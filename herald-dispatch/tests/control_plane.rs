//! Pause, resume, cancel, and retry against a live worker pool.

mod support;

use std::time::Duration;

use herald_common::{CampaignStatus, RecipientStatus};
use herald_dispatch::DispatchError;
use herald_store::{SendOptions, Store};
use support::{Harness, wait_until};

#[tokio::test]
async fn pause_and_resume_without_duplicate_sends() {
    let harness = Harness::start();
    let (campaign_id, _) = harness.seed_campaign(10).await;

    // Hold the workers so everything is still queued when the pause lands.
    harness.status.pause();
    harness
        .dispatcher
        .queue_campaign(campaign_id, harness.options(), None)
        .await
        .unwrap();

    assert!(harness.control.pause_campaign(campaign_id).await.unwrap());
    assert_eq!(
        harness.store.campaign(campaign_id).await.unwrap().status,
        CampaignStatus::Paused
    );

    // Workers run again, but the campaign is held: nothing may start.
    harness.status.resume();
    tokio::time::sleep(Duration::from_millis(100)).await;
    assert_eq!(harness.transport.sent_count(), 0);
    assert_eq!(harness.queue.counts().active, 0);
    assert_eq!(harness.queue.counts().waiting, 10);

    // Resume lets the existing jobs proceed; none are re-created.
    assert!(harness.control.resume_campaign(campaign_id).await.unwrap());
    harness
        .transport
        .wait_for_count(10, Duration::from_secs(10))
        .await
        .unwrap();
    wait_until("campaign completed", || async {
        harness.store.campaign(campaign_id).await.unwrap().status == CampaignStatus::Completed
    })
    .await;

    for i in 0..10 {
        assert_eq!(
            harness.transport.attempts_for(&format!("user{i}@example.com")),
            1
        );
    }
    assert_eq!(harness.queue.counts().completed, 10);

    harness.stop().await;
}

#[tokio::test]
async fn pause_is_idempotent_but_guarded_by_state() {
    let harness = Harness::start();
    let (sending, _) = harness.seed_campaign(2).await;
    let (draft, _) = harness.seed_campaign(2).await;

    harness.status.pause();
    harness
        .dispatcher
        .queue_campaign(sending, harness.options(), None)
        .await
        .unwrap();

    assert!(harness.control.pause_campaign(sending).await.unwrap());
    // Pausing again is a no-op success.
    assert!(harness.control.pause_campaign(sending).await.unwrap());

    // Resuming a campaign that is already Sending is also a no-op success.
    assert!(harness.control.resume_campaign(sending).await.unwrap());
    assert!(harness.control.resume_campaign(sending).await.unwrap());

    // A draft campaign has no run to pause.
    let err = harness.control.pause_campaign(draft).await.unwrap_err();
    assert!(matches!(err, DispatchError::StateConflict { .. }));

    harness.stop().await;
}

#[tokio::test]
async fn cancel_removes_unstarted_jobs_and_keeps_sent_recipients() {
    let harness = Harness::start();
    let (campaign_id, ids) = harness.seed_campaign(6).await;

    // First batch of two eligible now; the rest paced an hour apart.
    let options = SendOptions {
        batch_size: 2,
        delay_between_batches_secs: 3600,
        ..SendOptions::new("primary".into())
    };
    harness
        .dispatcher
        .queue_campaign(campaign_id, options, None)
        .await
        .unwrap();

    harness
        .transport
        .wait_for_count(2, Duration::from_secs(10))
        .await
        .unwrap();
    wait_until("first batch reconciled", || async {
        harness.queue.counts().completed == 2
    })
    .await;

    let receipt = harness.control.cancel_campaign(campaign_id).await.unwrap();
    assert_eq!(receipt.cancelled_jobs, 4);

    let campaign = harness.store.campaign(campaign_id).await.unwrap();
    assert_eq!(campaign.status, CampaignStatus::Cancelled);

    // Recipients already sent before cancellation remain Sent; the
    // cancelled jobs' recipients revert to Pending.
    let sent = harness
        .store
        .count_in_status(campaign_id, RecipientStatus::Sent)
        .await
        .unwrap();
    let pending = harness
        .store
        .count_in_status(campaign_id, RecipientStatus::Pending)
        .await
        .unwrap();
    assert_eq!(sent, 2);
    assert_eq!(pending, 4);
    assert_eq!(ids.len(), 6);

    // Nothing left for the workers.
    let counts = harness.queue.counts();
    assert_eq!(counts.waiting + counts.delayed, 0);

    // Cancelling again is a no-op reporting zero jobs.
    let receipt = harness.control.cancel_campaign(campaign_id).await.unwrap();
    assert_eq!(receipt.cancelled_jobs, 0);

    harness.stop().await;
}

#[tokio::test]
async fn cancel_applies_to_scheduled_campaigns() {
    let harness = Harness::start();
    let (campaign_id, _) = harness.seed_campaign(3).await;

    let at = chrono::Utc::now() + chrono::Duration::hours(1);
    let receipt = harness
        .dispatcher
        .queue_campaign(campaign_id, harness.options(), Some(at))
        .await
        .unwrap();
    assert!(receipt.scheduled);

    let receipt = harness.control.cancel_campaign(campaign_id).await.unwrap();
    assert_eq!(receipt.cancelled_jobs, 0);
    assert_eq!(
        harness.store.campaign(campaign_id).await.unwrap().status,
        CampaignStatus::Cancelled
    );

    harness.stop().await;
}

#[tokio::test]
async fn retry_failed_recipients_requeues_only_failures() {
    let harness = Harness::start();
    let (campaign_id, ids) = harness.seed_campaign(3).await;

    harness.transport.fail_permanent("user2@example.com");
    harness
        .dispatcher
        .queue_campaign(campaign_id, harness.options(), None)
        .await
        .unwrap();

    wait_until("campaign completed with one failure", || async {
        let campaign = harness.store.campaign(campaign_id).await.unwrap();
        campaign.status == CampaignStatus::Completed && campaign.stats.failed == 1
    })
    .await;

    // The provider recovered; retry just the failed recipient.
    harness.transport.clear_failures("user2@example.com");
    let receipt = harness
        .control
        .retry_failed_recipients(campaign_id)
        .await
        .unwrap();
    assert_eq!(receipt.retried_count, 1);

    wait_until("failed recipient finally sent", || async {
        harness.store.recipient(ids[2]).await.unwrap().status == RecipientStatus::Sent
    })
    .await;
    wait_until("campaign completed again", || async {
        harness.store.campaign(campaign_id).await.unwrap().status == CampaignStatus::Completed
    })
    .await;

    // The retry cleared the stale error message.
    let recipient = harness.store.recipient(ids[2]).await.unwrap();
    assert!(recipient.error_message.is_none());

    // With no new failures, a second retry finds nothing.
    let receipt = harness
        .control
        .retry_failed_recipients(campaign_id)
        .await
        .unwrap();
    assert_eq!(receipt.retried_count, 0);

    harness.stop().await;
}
...
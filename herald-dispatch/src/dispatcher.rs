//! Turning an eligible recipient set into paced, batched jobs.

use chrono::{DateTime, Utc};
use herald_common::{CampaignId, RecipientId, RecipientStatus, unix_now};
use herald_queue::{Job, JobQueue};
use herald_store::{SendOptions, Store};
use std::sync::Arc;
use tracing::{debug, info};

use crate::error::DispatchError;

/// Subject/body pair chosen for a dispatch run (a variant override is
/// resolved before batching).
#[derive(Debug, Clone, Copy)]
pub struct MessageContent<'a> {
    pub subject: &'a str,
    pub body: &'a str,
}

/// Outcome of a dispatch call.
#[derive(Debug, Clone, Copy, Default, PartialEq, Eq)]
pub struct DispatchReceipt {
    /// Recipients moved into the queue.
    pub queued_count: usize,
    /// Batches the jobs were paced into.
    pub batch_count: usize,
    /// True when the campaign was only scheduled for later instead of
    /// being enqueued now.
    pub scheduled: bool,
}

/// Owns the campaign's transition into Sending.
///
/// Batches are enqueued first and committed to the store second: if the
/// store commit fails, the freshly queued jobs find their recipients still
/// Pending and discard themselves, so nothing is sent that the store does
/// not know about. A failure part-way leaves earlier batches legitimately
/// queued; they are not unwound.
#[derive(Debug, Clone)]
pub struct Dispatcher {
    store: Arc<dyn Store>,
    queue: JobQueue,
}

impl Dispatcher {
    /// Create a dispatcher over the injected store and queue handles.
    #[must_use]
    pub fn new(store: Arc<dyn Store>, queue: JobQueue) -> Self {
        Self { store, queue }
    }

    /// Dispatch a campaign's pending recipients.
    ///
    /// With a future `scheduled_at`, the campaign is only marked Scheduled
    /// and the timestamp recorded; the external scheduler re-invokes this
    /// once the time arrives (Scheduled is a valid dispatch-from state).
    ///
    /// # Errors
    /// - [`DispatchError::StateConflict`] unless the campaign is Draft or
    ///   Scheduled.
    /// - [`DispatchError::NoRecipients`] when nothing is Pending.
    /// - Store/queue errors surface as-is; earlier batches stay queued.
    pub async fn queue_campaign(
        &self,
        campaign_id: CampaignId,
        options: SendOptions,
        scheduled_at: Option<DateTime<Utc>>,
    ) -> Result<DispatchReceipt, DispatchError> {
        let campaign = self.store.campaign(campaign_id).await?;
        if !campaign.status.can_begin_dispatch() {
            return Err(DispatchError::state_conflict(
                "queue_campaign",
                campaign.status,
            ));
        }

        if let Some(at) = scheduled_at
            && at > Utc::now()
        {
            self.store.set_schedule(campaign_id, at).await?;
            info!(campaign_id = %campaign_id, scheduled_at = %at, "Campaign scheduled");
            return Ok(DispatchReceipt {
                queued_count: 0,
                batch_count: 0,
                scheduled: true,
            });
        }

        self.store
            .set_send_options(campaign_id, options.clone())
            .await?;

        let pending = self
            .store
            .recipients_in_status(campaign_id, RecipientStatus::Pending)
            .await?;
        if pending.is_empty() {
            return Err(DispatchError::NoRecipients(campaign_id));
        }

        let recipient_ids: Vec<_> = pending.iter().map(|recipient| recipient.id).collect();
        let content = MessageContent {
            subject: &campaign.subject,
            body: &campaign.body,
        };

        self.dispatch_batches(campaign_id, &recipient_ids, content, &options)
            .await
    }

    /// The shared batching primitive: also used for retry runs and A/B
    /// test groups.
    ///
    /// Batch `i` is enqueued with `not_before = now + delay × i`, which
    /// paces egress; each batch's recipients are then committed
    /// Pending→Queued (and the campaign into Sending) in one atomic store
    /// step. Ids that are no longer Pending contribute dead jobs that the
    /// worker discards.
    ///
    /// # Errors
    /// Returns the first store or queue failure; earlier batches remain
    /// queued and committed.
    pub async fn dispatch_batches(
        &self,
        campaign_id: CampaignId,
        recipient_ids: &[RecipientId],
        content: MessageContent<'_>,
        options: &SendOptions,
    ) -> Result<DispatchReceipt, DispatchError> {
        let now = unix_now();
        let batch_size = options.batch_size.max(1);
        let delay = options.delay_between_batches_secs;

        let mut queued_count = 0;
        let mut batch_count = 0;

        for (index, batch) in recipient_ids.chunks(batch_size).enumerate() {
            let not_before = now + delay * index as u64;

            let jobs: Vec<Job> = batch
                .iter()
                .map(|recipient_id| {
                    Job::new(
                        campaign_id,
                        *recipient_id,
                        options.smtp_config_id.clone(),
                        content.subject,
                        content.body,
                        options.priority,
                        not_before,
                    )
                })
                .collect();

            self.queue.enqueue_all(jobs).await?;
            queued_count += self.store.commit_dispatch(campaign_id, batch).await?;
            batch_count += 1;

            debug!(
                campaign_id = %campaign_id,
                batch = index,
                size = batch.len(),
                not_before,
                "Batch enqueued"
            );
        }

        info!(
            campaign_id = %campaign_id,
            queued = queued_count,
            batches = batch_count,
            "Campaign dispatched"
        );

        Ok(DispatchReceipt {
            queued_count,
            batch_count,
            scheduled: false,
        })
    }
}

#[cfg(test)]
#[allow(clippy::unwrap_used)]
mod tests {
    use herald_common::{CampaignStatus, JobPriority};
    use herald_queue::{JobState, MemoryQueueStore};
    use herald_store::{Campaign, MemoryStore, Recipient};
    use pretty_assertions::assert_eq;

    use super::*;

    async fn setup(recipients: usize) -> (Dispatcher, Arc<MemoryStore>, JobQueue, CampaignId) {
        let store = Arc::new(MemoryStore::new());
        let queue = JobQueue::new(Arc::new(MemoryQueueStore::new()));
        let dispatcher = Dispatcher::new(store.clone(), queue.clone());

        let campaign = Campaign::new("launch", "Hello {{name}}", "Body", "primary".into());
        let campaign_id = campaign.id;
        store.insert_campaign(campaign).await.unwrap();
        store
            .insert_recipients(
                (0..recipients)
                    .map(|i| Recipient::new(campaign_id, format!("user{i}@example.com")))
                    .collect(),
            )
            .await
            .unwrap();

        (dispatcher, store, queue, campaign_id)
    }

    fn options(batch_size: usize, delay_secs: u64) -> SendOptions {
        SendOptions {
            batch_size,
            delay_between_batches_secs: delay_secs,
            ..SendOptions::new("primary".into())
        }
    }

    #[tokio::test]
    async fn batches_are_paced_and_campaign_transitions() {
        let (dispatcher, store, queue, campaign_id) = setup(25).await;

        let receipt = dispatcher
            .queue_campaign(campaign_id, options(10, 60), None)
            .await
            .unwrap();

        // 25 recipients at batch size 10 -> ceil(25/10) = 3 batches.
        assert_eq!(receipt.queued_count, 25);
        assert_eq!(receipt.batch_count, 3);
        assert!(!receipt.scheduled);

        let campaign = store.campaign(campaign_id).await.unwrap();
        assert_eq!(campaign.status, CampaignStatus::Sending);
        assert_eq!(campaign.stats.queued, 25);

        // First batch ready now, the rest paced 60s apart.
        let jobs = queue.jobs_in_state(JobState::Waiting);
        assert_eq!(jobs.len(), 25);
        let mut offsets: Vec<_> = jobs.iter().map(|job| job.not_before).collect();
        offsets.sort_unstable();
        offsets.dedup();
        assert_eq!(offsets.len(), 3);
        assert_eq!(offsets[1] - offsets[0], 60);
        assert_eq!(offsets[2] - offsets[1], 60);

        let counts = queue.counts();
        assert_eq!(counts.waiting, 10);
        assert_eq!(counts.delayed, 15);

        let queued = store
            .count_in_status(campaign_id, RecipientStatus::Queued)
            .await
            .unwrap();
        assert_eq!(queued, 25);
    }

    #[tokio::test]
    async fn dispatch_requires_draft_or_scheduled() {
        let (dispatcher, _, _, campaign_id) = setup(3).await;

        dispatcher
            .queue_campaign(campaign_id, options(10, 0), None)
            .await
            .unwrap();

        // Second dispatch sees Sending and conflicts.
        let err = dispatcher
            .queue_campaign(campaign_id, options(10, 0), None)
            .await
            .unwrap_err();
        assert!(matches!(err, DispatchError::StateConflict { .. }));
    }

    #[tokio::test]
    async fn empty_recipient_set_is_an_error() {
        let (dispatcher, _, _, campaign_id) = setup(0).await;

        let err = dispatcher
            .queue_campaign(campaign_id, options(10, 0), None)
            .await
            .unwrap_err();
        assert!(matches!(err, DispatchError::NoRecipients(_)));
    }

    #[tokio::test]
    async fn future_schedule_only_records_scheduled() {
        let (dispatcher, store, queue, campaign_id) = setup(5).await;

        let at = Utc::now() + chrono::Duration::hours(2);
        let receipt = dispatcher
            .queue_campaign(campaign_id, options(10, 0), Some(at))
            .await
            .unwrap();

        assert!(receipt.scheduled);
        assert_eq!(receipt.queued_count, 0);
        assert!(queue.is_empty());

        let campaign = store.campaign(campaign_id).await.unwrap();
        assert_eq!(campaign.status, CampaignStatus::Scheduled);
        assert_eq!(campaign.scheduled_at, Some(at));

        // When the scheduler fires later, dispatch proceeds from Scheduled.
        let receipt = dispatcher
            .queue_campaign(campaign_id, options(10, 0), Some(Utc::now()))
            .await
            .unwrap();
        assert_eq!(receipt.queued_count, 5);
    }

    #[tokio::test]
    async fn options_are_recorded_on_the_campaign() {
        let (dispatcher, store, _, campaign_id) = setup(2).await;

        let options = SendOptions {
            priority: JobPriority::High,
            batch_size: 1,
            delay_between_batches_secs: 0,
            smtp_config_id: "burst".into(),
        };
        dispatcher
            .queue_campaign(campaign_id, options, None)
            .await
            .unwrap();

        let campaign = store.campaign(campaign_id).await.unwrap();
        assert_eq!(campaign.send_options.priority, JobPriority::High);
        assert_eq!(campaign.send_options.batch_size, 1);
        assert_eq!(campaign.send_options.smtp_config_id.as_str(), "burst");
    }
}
==
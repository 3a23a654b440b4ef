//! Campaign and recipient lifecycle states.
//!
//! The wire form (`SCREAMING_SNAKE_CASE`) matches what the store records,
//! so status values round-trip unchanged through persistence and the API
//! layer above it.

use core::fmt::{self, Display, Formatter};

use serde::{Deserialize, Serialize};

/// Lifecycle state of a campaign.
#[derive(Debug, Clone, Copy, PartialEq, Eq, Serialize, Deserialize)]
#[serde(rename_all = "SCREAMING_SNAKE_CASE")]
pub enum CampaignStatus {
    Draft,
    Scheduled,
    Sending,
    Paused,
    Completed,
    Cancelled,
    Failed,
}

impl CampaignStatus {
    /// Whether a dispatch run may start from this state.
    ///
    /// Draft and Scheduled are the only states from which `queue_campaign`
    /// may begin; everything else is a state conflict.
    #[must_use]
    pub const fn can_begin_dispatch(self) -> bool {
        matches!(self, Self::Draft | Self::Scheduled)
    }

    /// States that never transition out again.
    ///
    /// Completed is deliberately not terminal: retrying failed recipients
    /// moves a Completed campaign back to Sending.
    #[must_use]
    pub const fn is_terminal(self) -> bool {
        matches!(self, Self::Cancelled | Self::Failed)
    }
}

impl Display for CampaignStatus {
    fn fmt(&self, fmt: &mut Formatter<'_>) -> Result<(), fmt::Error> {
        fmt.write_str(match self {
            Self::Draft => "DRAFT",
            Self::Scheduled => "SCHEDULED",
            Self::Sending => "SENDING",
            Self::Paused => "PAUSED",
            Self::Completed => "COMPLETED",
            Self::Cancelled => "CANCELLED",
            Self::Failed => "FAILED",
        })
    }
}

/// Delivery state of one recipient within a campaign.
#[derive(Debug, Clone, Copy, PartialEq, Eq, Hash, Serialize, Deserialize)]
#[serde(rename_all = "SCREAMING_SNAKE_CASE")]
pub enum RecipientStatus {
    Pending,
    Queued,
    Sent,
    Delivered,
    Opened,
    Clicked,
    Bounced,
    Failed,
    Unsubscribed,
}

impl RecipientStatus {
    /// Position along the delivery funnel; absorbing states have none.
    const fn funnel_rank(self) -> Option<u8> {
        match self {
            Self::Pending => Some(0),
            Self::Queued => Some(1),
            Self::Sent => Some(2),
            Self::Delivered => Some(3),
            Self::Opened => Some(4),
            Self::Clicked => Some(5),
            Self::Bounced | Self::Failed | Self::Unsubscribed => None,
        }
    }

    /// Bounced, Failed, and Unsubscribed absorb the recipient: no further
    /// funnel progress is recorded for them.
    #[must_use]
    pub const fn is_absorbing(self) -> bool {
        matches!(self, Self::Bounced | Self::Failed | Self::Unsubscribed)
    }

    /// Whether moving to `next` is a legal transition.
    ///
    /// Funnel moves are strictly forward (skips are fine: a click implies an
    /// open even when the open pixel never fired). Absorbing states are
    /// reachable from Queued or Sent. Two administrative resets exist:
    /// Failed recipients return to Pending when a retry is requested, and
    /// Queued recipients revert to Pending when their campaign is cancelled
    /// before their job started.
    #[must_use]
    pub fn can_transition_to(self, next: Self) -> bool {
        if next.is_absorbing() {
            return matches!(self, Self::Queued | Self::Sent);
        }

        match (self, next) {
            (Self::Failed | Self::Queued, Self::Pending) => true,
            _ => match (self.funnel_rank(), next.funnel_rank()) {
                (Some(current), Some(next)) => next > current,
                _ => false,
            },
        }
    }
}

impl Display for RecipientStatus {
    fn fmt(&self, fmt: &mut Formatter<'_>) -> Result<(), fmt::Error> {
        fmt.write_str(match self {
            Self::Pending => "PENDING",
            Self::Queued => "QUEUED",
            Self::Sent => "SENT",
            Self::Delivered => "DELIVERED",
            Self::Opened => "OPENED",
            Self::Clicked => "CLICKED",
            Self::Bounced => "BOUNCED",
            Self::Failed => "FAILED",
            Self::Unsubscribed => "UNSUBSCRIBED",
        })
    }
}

What to produce: Apply a filter for "iter" to the data above, then copy each line that matches.

Completed task:
        let recipient_ids: Vec<_> = pending.iter().map(|recipient| recipient.id).collect();
                .iter()
        let mut offsets: Vec<_> = jobs.iter().map(|job| job.not_before).collect();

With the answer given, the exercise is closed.